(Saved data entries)
.....
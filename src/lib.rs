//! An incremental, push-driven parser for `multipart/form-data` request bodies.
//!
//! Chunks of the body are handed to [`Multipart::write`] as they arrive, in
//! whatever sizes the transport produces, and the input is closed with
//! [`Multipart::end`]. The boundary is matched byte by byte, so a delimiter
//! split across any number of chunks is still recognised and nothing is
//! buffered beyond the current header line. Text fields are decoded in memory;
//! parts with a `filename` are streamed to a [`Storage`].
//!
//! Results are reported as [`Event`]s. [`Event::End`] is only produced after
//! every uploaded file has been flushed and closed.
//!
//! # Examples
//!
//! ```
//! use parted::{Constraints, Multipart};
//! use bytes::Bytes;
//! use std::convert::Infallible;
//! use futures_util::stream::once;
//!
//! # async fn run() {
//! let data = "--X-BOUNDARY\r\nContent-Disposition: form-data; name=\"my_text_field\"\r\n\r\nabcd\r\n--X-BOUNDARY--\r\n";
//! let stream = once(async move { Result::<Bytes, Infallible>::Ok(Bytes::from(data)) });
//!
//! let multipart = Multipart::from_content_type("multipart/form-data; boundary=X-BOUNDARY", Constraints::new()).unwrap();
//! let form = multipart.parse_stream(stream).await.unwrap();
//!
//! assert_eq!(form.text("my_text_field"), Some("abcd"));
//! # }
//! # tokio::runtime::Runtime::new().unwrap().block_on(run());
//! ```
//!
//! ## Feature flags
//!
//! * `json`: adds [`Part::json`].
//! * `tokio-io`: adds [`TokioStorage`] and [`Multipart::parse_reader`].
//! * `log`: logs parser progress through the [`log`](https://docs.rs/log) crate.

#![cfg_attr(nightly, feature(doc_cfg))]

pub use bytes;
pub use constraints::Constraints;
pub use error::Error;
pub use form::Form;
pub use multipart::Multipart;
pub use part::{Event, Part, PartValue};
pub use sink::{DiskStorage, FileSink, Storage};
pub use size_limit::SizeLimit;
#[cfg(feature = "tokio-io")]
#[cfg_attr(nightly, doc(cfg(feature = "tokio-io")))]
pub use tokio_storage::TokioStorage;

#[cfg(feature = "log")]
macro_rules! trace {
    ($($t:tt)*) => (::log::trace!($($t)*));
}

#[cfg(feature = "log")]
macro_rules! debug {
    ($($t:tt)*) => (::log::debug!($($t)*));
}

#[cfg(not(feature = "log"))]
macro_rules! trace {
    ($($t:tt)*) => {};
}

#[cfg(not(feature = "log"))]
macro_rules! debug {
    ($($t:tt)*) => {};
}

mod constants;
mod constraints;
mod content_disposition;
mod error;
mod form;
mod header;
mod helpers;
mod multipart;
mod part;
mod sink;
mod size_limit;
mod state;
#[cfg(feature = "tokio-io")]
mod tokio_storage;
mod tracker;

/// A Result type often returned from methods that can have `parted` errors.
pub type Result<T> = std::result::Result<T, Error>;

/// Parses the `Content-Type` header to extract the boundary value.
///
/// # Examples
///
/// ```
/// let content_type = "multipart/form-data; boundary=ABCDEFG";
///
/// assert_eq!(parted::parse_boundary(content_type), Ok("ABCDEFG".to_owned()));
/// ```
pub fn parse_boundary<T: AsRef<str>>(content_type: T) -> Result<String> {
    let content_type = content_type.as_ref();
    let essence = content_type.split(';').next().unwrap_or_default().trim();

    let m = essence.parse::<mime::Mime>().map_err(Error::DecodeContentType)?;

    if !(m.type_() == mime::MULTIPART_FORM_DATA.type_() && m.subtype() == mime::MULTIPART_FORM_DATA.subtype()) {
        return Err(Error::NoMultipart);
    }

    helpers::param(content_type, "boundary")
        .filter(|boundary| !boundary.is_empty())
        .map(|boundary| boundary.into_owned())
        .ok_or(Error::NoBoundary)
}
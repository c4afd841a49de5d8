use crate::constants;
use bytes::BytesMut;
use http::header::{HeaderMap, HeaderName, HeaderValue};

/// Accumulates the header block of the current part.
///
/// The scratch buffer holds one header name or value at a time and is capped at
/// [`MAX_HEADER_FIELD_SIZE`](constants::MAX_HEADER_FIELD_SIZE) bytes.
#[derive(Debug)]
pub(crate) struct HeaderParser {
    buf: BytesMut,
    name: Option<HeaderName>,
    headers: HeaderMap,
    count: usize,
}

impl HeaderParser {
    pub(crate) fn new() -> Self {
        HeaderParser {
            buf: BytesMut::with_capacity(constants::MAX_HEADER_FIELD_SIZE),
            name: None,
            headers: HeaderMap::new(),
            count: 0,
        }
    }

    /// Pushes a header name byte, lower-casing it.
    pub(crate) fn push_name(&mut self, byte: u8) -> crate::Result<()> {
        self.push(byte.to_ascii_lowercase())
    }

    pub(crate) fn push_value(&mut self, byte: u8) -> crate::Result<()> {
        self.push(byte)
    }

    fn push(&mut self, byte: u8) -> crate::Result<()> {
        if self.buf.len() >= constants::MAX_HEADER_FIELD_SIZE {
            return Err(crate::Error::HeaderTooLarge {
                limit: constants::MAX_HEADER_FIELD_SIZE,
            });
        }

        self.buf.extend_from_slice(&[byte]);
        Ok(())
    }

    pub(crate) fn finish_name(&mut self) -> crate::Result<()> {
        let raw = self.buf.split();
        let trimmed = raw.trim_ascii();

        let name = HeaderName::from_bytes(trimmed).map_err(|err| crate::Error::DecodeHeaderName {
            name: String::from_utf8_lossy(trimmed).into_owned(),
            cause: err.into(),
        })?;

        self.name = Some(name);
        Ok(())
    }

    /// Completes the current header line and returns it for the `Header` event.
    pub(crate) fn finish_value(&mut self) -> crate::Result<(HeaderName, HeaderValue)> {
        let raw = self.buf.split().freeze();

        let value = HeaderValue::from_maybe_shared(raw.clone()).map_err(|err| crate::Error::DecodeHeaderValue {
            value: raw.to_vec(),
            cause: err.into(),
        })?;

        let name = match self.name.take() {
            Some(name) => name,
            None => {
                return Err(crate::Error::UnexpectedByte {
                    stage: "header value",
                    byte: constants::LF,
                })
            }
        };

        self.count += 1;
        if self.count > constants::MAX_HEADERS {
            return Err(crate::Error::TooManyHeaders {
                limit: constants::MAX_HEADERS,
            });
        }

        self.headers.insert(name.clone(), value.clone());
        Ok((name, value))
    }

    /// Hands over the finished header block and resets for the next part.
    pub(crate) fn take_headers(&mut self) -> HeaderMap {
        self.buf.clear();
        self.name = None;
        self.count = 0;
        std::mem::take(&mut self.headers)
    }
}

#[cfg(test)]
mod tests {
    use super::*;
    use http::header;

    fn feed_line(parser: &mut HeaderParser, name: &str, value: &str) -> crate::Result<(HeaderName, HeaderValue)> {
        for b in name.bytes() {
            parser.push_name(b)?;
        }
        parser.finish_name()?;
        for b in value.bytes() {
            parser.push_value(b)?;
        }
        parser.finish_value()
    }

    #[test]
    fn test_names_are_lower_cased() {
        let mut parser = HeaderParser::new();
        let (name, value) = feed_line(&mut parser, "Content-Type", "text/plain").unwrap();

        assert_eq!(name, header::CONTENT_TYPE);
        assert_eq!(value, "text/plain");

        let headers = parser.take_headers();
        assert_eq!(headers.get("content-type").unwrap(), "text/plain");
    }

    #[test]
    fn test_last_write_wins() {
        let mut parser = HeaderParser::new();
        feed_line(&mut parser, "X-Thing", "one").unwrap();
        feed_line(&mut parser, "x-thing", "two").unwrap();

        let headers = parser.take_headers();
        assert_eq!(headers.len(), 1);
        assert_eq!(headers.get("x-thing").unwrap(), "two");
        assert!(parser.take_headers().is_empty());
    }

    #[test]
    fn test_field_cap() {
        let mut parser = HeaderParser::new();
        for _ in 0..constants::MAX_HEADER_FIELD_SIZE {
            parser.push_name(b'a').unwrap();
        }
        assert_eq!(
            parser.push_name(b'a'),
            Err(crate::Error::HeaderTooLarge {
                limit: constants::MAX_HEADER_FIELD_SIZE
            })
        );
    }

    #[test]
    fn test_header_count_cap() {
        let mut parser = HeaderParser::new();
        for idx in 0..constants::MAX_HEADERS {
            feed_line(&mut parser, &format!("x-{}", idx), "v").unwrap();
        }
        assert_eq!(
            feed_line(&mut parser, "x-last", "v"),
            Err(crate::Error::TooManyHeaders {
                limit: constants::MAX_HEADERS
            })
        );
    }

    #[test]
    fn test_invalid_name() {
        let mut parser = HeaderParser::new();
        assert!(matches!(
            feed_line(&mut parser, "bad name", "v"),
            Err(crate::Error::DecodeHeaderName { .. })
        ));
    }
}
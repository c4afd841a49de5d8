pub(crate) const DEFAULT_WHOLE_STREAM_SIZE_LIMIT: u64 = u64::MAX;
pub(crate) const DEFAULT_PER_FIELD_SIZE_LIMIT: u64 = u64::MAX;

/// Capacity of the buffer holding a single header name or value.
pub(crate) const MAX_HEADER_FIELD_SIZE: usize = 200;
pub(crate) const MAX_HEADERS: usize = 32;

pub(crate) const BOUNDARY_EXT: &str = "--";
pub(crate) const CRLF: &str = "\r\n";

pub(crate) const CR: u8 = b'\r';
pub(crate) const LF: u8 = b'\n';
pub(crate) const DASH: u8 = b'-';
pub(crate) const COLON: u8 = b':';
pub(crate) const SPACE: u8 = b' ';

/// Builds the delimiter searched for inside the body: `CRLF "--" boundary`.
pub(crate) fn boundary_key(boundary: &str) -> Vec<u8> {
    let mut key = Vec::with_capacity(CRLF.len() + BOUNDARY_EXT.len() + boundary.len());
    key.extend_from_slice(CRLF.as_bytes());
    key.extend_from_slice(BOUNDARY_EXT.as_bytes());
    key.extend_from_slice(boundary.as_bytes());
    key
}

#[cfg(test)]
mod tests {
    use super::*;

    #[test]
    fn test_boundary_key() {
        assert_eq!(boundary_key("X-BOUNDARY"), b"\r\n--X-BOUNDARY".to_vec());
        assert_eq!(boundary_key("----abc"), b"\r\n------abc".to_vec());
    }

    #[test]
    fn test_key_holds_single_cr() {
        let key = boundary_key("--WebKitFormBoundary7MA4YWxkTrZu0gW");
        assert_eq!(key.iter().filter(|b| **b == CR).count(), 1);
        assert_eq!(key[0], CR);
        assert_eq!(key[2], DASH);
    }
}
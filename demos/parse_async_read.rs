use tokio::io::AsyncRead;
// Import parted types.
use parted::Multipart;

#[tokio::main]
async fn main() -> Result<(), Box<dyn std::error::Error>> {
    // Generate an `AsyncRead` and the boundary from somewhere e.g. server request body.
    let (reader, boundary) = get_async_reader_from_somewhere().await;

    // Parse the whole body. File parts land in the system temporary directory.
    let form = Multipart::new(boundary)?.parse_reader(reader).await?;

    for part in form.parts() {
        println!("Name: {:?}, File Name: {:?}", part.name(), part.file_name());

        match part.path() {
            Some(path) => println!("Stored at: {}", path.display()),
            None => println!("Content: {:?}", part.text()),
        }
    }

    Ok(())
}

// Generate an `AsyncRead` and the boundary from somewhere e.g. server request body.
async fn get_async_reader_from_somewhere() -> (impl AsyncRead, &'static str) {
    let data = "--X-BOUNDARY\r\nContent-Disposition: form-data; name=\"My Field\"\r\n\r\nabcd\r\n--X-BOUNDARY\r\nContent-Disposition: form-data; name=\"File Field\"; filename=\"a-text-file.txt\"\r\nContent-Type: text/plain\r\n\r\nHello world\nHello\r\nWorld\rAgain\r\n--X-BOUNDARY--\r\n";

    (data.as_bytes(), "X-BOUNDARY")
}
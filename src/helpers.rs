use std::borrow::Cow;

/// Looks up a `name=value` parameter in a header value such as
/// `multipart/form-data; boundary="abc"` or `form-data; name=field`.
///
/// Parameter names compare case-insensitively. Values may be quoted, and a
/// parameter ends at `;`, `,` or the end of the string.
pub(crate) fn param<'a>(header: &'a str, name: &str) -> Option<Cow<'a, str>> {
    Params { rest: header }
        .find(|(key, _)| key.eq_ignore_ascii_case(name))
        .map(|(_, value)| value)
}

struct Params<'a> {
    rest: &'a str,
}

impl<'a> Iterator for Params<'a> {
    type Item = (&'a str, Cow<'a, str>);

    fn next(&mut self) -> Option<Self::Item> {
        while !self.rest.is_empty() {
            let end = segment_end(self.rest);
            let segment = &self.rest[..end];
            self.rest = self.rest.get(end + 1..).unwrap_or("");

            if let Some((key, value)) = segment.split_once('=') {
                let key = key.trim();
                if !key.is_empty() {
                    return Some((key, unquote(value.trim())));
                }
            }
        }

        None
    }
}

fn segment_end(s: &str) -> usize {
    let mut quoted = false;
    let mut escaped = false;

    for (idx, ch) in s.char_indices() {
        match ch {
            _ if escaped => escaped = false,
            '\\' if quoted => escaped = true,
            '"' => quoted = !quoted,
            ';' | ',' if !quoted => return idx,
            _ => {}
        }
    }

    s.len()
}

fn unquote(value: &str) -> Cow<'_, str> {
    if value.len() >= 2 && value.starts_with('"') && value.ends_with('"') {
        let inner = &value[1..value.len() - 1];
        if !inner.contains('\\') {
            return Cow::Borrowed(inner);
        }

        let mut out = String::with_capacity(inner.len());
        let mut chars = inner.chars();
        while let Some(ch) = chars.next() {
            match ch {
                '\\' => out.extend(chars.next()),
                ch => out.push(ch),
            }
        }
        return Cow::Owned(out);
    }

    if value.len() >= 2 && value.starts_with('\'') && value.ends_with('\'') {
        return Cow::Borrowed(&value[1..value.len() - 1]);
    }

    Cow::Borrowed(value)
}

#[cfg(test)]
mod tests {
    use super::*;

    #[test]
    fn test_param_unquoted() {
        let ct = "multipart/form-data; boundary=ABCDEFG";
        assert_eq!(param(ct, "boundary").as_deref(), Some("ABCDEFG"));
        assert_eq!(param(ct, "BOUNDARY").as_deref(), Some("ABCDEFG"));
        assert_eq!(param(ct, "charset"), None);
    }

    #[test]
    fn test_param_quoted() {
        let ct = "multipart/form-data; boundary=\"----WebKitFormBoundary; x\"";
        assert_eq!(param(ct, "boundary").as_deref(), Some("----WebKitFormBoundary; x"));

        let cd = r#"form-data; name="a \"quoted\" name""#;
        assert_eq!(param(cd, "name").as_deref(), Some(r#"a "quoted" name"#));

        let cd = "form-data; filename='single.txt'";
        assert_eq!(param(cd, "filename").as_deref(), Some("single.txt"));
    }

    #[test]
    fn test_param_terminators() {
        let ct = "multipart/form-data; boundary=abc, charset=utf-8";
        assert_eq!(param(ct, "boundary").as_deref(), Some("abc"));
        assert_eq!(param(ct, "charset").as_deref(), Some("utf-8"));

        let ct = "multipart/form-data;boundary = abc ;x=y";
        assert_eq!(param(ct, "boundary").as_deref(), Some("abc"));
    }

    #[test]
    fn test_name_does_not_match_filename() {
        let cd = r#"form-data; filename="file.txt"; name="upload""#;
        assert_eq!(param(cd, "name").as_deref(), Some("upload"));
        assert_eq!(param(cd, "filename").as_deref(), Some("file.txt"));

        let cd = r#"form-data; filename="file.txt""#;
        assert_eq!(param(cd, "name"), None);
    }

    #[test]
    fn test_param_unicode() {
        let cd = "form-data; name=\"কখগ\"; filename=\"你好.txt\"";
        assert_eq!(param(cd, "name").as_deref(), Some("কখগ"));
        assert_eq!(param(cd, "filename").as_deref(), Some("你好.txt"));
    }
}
.....
- _What the exercise asks_: The answer is a bare number: how many lines of the records contain the string "essence"?

- _Solution_: 2